//! Stock arithmetic shared by every path that changes `current_stock`.

use serde::{Deserialize, Serialize};

use stockkeep_core::{DomainError, DomainResult, ProductId};

use crate::transaction::InventoryTransaction;

/// Before/after stock of one applied delta.
#[derive(Debug, Clone, Copy, PartialEq, Eq, Serialize, Deserialize)]
pub struct StockMovement {
    pub product_id: ProductId,
    pub stock_before: i64,
    pub stock_after: i64,
}

impl StockMovement {
    /// Compute the result of applying `signed_delta` to `stock_before`.
    ///
    /// Fails with `InsufficientStock` when the result would be negative; the
    /// reported `requested` is the magnitude of the decrease.
    pub fn compute(product_id: ProductId, stock_before: i64, signed_delta: i64) -> DomainResult<Self> {
        let stock_after = stock_before
            .checked_add(signed_delta)
            .ok_or_else(|| DomainError::validation("stock level overflow"))?;

        if stock_after < 0 {
            return Err(DomainError::insufficient_stock(
                product_id,
                signed_delta.saturating_neg(),
                stock_before,
            ));
        }

        Ok(Self {
            product_id,
            stock_before,
            stock_after,
        })
    }

    pub fn delta(&self) -> i64 {
        self.stock_after - self.stock_before
    }
}

/// Point-in-time before/after view of a single transaction.
///
/// Derived from the product's *live* stock, not from a replay: `before` is what the
/// stock would be with this one transaction reversed. When other movements happened
/// after it (later transactions, deliveries, edits) this disagrees with the replayed
/// [`crate::StockHistory`]; callers show both rather than reconciling them.
///
/// Values are `i128` since reversing a large OUT from large live stock can exceed
/// `i64::MAX`.
#[derive(Debug, Clone, Copy, PartialEq, Eq, Serialize, Deserialize)]
pub struct StockWindow {
    pub stock_before: i128,
    pub stock_after: i128,
}

impl StockWindow {
    pub fn from_current_stock(transaction: &InventoryTransaction, current_stock: i64) -> Self {
        let current = i128::from(current_stock);
        Self {
            stock_before: current - i128::from(transaction.signed_delta()),
            stock_after: current,
        }
    }
}

#[cfg(test)]
mod tests {
    use super::*;
    use crate::transaction::{RecordTransaction, TransactionType};
    use chrono::Utc;
    use stockkeep_core::{TransactionId, UserId};

    #[test]
    fn increase_and_decrease() {
        let p = ProductId::new();
        let m = StockMovement::compute(p, 10, 20).unwrap();
        assert_eq!((m.stock_before, m.stock_after, m.delta()), (10, 30, 20));

        let m = StockMovement::compute(p, 30, -30).unwrap();
        assert_eq!(m.stock_after, 0);
    }

    #[test]
    fn going_negative_reports_requested_and_available() {
        let p = ProductId::new();
        let err = StockMovement::compute(p, 5, -10).unwrap_err();
        assert_eq!(err, DomainError::insufficient_stock(p, 10, 5));
    }

    #[test]
    fn window_reverses_own_delta_from_live_stock() {
        let tx = InventoryTransaction::record(
            TransactionId::new(),
            RecordTransaction {
                product_id: ProductId::new(),
                kind: TransactionType::Out,
                quantity: 4,
                reason: String::new(),
                reference_number: "R".to_string(),
                occurred_at: Utc::now(),
                actor: UserId::new(),
            },
        )
        .unwrap();

        let w = StockWindow::from_current_stock(&tx, 6);
        assert_eq!((w.stock_before, w.stock_after), (10, 6));
    }

    #[test]
    fn window_of_large_outbound_does_not_overflow() {
        let tx = InventoryTransaction::record(
            TransactionId::new(),
            RecordTransaction {
                product_id: ProductId::new(),
                kind: TransactionType::Out,
                quantity: 1,
                reason: String::new(),
                reference_number: "R".to_string(),
                occurred_at: Utc::now(),
                actor: UserId::new(),
            },
        )
        .unwrap();

        let w = StockWindow::from_current_stock(&tx, i64::MAX);
        assert_eq!(w.stock_before, i128::from(i64::MAX) + 1);
        assert_eq!(w.stock_after, i128::from(i64::MAX));
    }
}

==================================================

[WORK TO BE COMPLETED]
From the first line of the data through the line with "pub fn delta(&self)", quote each line exactly and add nothing else.

[RESPONSE TO THE EXERCISE]
//! Stock arithmetic shared by every path that changes `current_stock`.

use serde::{Deserialize, Serialize};

use stockkeep_core::{DomainError, DomainResult, ProductId};

use crate::transaction::InventoryTransaction;

/// Before/after stock of one applied delta.
#[derive(Debug, Clone, Copy, PartialEq, Eq, Serialize, Deserialize)]
pub struct StockMovement {
    pub product_id: ProductId,
    pub stock_before: i64,
    pub stock_after: i64,
}

impl StockMovement {
    /// Compute the result of applying `signed_delta` to `stock_before`.
    ///
    /// Fails with `InsufficientStock` when the result would be negative; the
    /// reported `requested` is the magnitude of the decrease.
    pub fn compute(product_id: ProductId, stock_before: i64, signed_delta: i64) -> DomainResult<Self> {
        let stock_after = stock_before
            .checked_add(signed_delta)
            .ok_or_else(|| DomainError::validation("stock level overflow"))?;

        if stock_after < 0 {
            return Err(DomainError::insufficient_stock(
                product_id,
                signed_delta.saturating_neg(),
                stock_before,
            ));
        }

        Ok(Self {
            product_id,
            stock_before,
            stock_after,
        })
    }

    pub fn delta(&self) -> i64 {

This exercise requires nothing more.